Copy and change this authentication v-host

    <VirtualHost 127.0.0.1:80>
    #Welcome to my authentication server. You will be authorized and zoneminder will be accessed here.
    #In order to make this setup work, the server needs to recognize itself as "zmAuthenticationServer".
    #This is accomplished by placing the following line within /etc/hosts.
    #127.0.0.1        zmAuthenticationServer
    ServerName        zmAuthenticationServer
    ServerAdmin       MYEMAIL
    ProxyPass        / http://LOCALZONEMINDERIPADDRESS/
    ProxyPassReverse / http://LOCALZONEMINDERIPADDRESS/
    DirectoryIndex index.php

    #Authentication Locations
    #Create htaccess with the following:
    #sudo htpasswd -c /etc/apache2/passwd-nospecial <MYUSERNAME>; sudo chown www-data:www-data /etc/apache2/passwd-nospecial username;
    #Password cannot contain special characters as ZMNinja will not encode them properly.
    <Location />
      AuthType Basic
      AuthName "Authentication Required"
      AuthUserFile "/etc/apache2/passwd-nospecial"
      Require valid-user
      Order allow,deny
      Allow from all
    </Location>
    </VirtualHost>

Testing

From any machine which is not the proxy server, perform the following tests to ensure everything is operating properly.
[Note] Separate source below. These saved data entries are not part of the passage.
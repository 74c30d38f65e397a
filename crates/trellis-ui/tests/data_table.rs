use std::cell::{Cell, RefCell};
use std::rc::Rc;

use insta::assert_snapshot;
use trellis_core::*;
use trellis_ui::data_table::{BodyCell, Column, DataTable, Record, SortDirection, cell};
use trellis_ui::virtual_list::GridHandle;

fn record(name: &str, qty: f64) -> Record {
    [("name", cell(name)), ("qty", cell(qty))]
        .into_iter()
        .map(|(k, v)| (k.to_string(), v))
        .collect()
}

fn stock() -> DataTable<Record> {
    DataTable::new(
        vec![
            Column::new("name", "Name", 100.0),
            Column::new("qty", "Qty", 80.0).class_name("num"),
        ],
        vec![record("Ada", 3.0), record("Bob", 1.0), record("Cy", 2.0)],
    )
    .unwrap()
}

/// Plain-text picture of what the host would draw.
fn render(t: &DataTable<Record>) -> String {
    let header: Vec<String> = t
        .header_cells()
        .iter()
        .map(|h| {
            let label = if h.key.is_none() { "~" } else { h.label.as_str() };
            let marker = match h.sorted {
                Some(SortDirection::Descending) => " v",
                Some(SortDirection::Ascending) => " ^",
                None => "",
            };
            let selected = if h.selected { "*" } else { "" };
            format!("{selected}{label}{marker}")
        })
        .collect();

    let mut out = header.join(" | ");
    for row in 0..t.row_count() {
        let cells: Vec<String> = (0..t.column_count())
            .map(|c| match t.body_cell(row, c) {
                BodyCell::Data { text, selected, .. } => {
                    if selected { format!("*{text}") } else { text }
                }
                BodyCell::Filler { .. } => ".".to_string(),
                BodyCell::Spacer => String::new(),
            })
            .collect();
        out.push('\n');
        out.push_str(&format!("{row}: {}", cells.join(" | ")));
    }
    out
}

#[test]
fn header_click_toggles_direction() {
    let t = DataTable::<Record>::new(
        vec![
            Column::new("x", "X", 50.0),
            Column::new("a", "A", 50.0),
            Column::new("b", "B", 50.0),
        ],
        vec![],
    )
    .unwrap();

    let mut seen = Vec::new();
    for key in ["a", "a", "b", "b", "b", "a"] {
        t.sort_by_column(key);
        let s = t.sort_state();
        seen.push((s.sort_by, s.direction));
    }
    use SortDirection::*;
    assert_eq!(
        seen,
        vec![
            ("a".to_string(), Descending),
            ("a".to_string(), Ascending),
            ("b".to_string(), Descending),
            ("b".to_string(), Ascending),
            ("b".to_string(), Descending),
            ("a".to_string(), Descending),
        ]
    );
}

#[test]
fn renders_sorted_table_with_filler() {
    let t = stock();
    t.set_container_size(Size::new(300.0, 200.0));
    t.sort_by_column("qty");
    t.open_header_menu("name");

    assert_snapshot!(render(&t), @r"
    *Name | Qty v | ~
    0: *Ada | 3 | .
    1: *Cy | 2 | .
    2: *Bob | 1 | .
    ");
}

#[test]
fn resize_floor_holds() {
    let t = stock();
    let reported = Rc::new(RefCell::new(Vec::new()));
    let r = reported.clone();
    t.set_on_resize_column(move |key, w| r.borrow_mut().push((key.to_string(), w)));

    t.resize_column("name", -60.0);
    assert_eq!(t.resize_state().map(|s| s.current_width), Some(60.0));
    t.resize_column("name", -200.0);
    let state = t.resize_state().unwrap();
    assert_eq!((state.original_width, state.current_width), (100.0, 60.0));

    t.finish_resize();
    assert_eq!(*reported.borrow(), vec![("name".to_string(), 60.0)]);
    assert_eq!(t.resize_state(), None);
}

struct Counting(Cell<u32>);

impl GridHandle for Counting {
    fn recompute_size(&self) {
        self.0.set(self.0.get() + 1);
    }
}

#[test]
fn drag_release_recomputes_both_grids() {
    let t = stock();
    t.set_on_resize_column(|_, _| {});
    let header = Rc::new(Counting(Cell::new(0)));
    let body = Rc::new(Counting(Cell::new(0)));
    let (h, b): (Rc<dyn GridHandle>, Rc<dyn GridHandle>) = (header.clone(), body.clone());
    t.attach_grids(&h, &b);

    let handle = t.resize_handle("qty").unwrap();
    let at = |kind, x| PressEvent::mouse(kind, Vec2 { x, y: 0.0 });
    handle.handle(&at(PressEventKind::Start, 200.0));
    handle.handle(&at(PressEventKind::Move, 230.0));
    assert_eq!(t.resize_indicator_left(), Some(210.0));
    handle.handle(&at(PressEventKind::End, 230.0));

    assert_eq!((header.0.get(), body.0.get()), (1, 1));
    assert_eq!(t.resize_indicator_left(), None);
}

#[test]
fn scrollbar_change_recomputes_header_only() {
    let t = stock();
    let header = Rc::new(Counting(Cell::new(0)));
    let body = Rc::new(Counting(Cell::new(0)));
    let (h, b): (Rc<dyn GridHandle>, Rc<dyn GridHandle>) = (header.clone(), body.clone());
    t.attach_grids(&h, &b);

    t.set_scrollbar_offset(17.0);
    t.set_scrollbar_offset(17.0);
    assert_eq!((header.0.get(), body.0.get()), (1, 0));
}

#[test]
fn main_resize_signal_recomputes_until_unmount() {
    let surface = Surface::new(Size::new(800.0, 600.0));
    let t = stock();
    let header = Rc::new(Counting(Cell::new(0)));
    let body = Rc::new(Counting(Cell::new(0)));
    let (h, b): (Rc<dyn GridHandle>, Rc<dyn GridHandle>) = (header.clone(), body.clone());
    t.attach_grids(&h, &b);
    t.attach_resize_observer(&surface);

    surface.notify_main_resized();
    assert_eq!(body.0.get(), 1);

    t.unmount();
    surface.notify_main_resized();
    assert_eq!(body.0.get(), 1);
    assert_eq!(surface.events().listener_count(), 0);
}

#[test]
fn header_follows_body_scroll() {
    let t = stock();
    t.set_container_size(Size::new(120.0, 300.0));
    t.on_body_scroll(trellis_ui::ScrollPosition { left: 40.0, top: 12.0 });
    let l = t.layout();
    assert_eq!(l.header.scroll_left, 40.0);
    assert_eq!(l.body.scroll_left, 40.0);
    assert_eq!(l.filler_width, 0.0);
}
#[derive(Clone, Copy, Debug, Default, PartialEq)]
#[cfg_attr(feature = "serde", derive(serde::Serialize, serde::Deserialize))]
pub struct Vec2 {
    pub x: f32,
    pub y: f32,
}

#[derive(Clone, Copy, Debug, Default, PartialEq)]
#[cfg_attr(feature = "serde", derive(serde::Serialize, serde::Deserialize))]
pub struct Size {
    pub width: f32,
    pub height: f32,
}

impl Size {
    pub const ZERO: Size = Size {
        width: 0.0,
        height: 0.0,
    };

    pub fn new(width: f32, height: f32) -> Self {
        Self { width, height }
    }
}

/// Size of the window (or hosting surface) floating content is placed in.
pub type ViewportSize = Size;

#[derive(Clone, Copy, Debug, Default, PartialEq)]
pub struct Rect {
    pub x: f32,
    pub y: f32,
    pub w: f32,
    pub h: f32,
}

impl Rect {
    pub fn contains(&self, p: Vec2) -> bool {
        p.x >= self.x && p.x <= self.x + self.w && p.y >= self.y && p.y <= self.y + self.h
    }
}

/// On-screen geometry of an element at one point in time.
///
/// Snapshots are never cached by widgets; they are re-read from the surface
/// whenever a placement needs recomputing.
#[derive(Clone, Copy, Debug, Default, PartialEq)]
#[cfg_attr(feature = "serde", derive(serde::Serialize, serde::Deserialize))]
pub struct BoundingBox {
    pub top: f32,
    pub left: f32,
    pub width: f32,
    pub height: f32,
    pub right: f32,
    pub bottom: f32,
}

impl BoundingBox {
    pub fn new(left: f32, top: f32, width: f32, height: f32) -> Self {
        Self {
            top,
            left,
            width,
            height,
            right: left + width,
            bottom: top + height,
        }
    }
}

impl From<Rect> for BoundingBox {
    fn from(r: Rect) -> Self {
        BoundingBox::new(r.x, r.y, r.w, r.h)
    }
}

impl From<BoundingBox> for Rect {
    fn from(b: BoundingBox) -> Self {
        Rect {
            x: b.left,
            y: b.top,
            w: b.width,
            h: b.height,
        }
    }
}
You must know your proxy server IP, and it will be identified below as PROXYSERVERIP

Test overall operations

curl -u USERNAME:PASSWORD https://MYEXTERNALSERVERDOTCOM 2>&1 |grep ZoneMinder

Result should contain "ZoneMinder Login"

Test the http redirect server

curl http://MYEXTERNALSERVERDOTCOM

Result should include a 301 "moved permanently" message.

Test the https server

curl https://MYEXTERNALSERVERDOTCOM

Result should include a "Unauthorized" message

Test the basic auth proxy external access rejection

curl -kH 'Host: zmAuthenticationServer' http://PROXYSERVERIP

Result should not include the words "zoneminder". If you are viewing the HTML of the zoneminder page, something is wrong.

zmNinja Configuration

Enable "Append basic auth tokens in images" option in zmNinja->Developer Settings and save. What this does is that image URLs will append a "basicauth" token parameter with your basic authentication credentials. This token can then be parsed by Apache and inserted as a valid Authorization header. Don't enable this option if you are not using HTTPS because the request-URI will be transmitted without encryption and it will contain your basic auth credentials, encoded in base64, which is trivial to decode.

Conclusion

Please ask for help in the ZM forum. If this page requires work, please come back and update it. it is my hope that this will be helpful and make zmNinja more accessible for everyone.